> **Work to be completed**:
An exact copy of the listing is required.

> **Material to process**:

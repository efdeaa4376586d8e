// Copyright (c) 2025 Geoffrey Huntley <ghuntley@ghuntley.com>. All rights reserved.
// SPDX-License-Identifier: Proprietary

use chrono::{DateTime, Utc};
use serde::{Deserialize, Serialize};
use std::fmt;

/// Lifecycle of an operation. `Succeeded` and `Failed` are terminal.
#[derive(Debug, Clone, Copy, PartialEq, Eq, Hash, Serialize, Deserialize)]
#[serde(rename_all = "snake_case")]
pub enum OperationState {
	Pending,
	Running,
	Succeeded,
	Failed,
}

impl OperationState {
	pub fn is_terminal(self) -> bool {
		matches!(self, OperationState::Succeeded | OperationState::Failed)
	}

	pub fn as_str(self) -> &'static str {
		match self {
			OperationState::Pending => "pending",
			OperationState::Running => "running",
			OperationState::Succeeded => "succeeded",
			OperationState::Failed => "failed",
		}
	}
}

impl fmt::Display for OperationState {
	fn fmt(&self, f: &mut fmt::Formatter<'_>) -> fmt::Result {
		f.write_str(self.as_str())
	}
}

/// Terminal failure deposited by a workflow.
///
/// `code` is the transport status code, `reason` the machine-readable tag.
#[derive(Debug, Clone, PartialEq, Eq, Serialize, Deserialize)]
pub struct StructuredOperationError {
	pub code: String,
	pub message: String,
	pub reason: String,
}

/// Snapshot of an operation as seen by pollers.
#[derive(Debug, Clone, PartialEq, Serialize, Deserialize)]
pub struct Operation {
	pub name: String,
	pub state: OperationState,
	pub done: bool,
	#[serde(skip_serializing_if = "Option::is_none")]
	pub metadata: Option<serde_json::Value>,
	#[serde(skip_serializing_if = "Option::is_none")]
	pub result: Option<serde_json::Value>,
	#[serde(skip_serializing_if = "Option::is_none")]
	pub error: Option<StructuredOperationError>,
	pub created_at: DateTime<Utc>,
	pub updated_at: DateTime<Utc>,
}

impl Operation {
	pub(crate) fn new(name: String, metadata: Option<serde_json::Value>) -> Self {
		let now = Utc::now();
		Self {
			name,
			state: OperationState::Pending,
			done: false,
			metadata,
			result: None,
			error: None,
			created_at: now,
			updated_at: now,
		}
	}
}

#[derive(Debug, Clone, Copy, Default, PartialEq, Eq, Serialize, Deserialize)]
pub struct OperationCounts {
	pub pending: usize,
	pub running: usize,
	pub succeeded: usize,
	pub failed: usize,
}

impl OperationCounts {
	pub fn in_flight(&self) -> usize {
		self.pending + self.running
	}
}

> **Response to this task**:
repository efdeaa4376586d8e
// Copyright (c) 2025 Geoffrey Huntley <ghuntley@ghuntley.com>. All rights reserved.
// SPDX-License-Identifier: Proprietary

use chrono::{DateTime, Utc};
use serde::{Deserialize, Serialize};
use std::fmt;

/// Lifecycle of an operation. `Succeeded` and `Failed` are terminal.
#[derive(Debug, Clone, Copy, PartialEq, Eq, Hash, Serialize, Deserialize)]
#[serde(rename_all = "snake_case")]
pub enum OperationState {
	Pending,
	Running,
	Succeeded,
	Failed,
}

impl OperationState {
	pub fn is_terminal(self) -> bool {
		matches!(self, OperationState::Succeeded | OperationState::Failed)
	}

	pub fn as_str(self) -> &'static str {
		match self {
			OperationState::Pending => "pending",
			OperationState::Running => "running",
			OperationState::Succeeded => "succeeded",
			OperationState::Failed => "failed",
		}
	}
}

impl fmt::Display for OperationState {
	fn fmt(&self, f: &mut fmt::Formatter<'_>) -> fmt::Result {
		f.write_str(self.as_str())
	}
}

/// Terminal failure deposited by a workflow.
///
/// `code` is the transport status code, `reason` the machine-readable tag.
#[derive(Debug, Clone, PartialEq, Eq, Serialize, Deserialize)]
pub struct StructuredOperationError {
	pub code: String,
	pub message: String,
	pub reason: String,
}

/// Snapshot of an operation as seen by pollers.
#[derive(Debug, Clone, PartialEq, Serialize, Deserialize)]
pub struct Operation {
	pub name: String,
	pub state: OperationState,
	pub done: bool,
	#[serde(skip_serializing_if = "Option::is_none")]
	pub metadata: Option<serde_json::Value>,
	#[serde(skip_serializing_if = "Option::is_none")]
	pub result: Option<serde_json::Value>,
	#[serde(skip_serializing_if = "Option::is_none")]
	pub error: Option<StructuredOperationError>,
	pub created_at: DateTime<Utc>,
	pub updated_at: DateTime<Utc>,
}

impl Operation {
	pub(crate) fn new(name: String, metadata: Option<serde_json::Value>) -> Self {
		let now = Utc::now();
		Self {
			name,
			state: OperationState::Pending,
			done: false,
			metadata,
			result: None,
			error: None,
			created_at: now,
			updated_at: now,
		}
	}
}

#[derive(Debug, Clone, Copy, Default, PartialEq, Eq, Serialize, Deserialize)]
pub struct OperationCounts {
	pub pending: usize,
	pub running: usize,
	pub succeeded: usize,
	pub failed: usize,
}

impl OperationCounts {
	pub fn in_flight(&self) -> usize {
		self.pending + self.running
	}
}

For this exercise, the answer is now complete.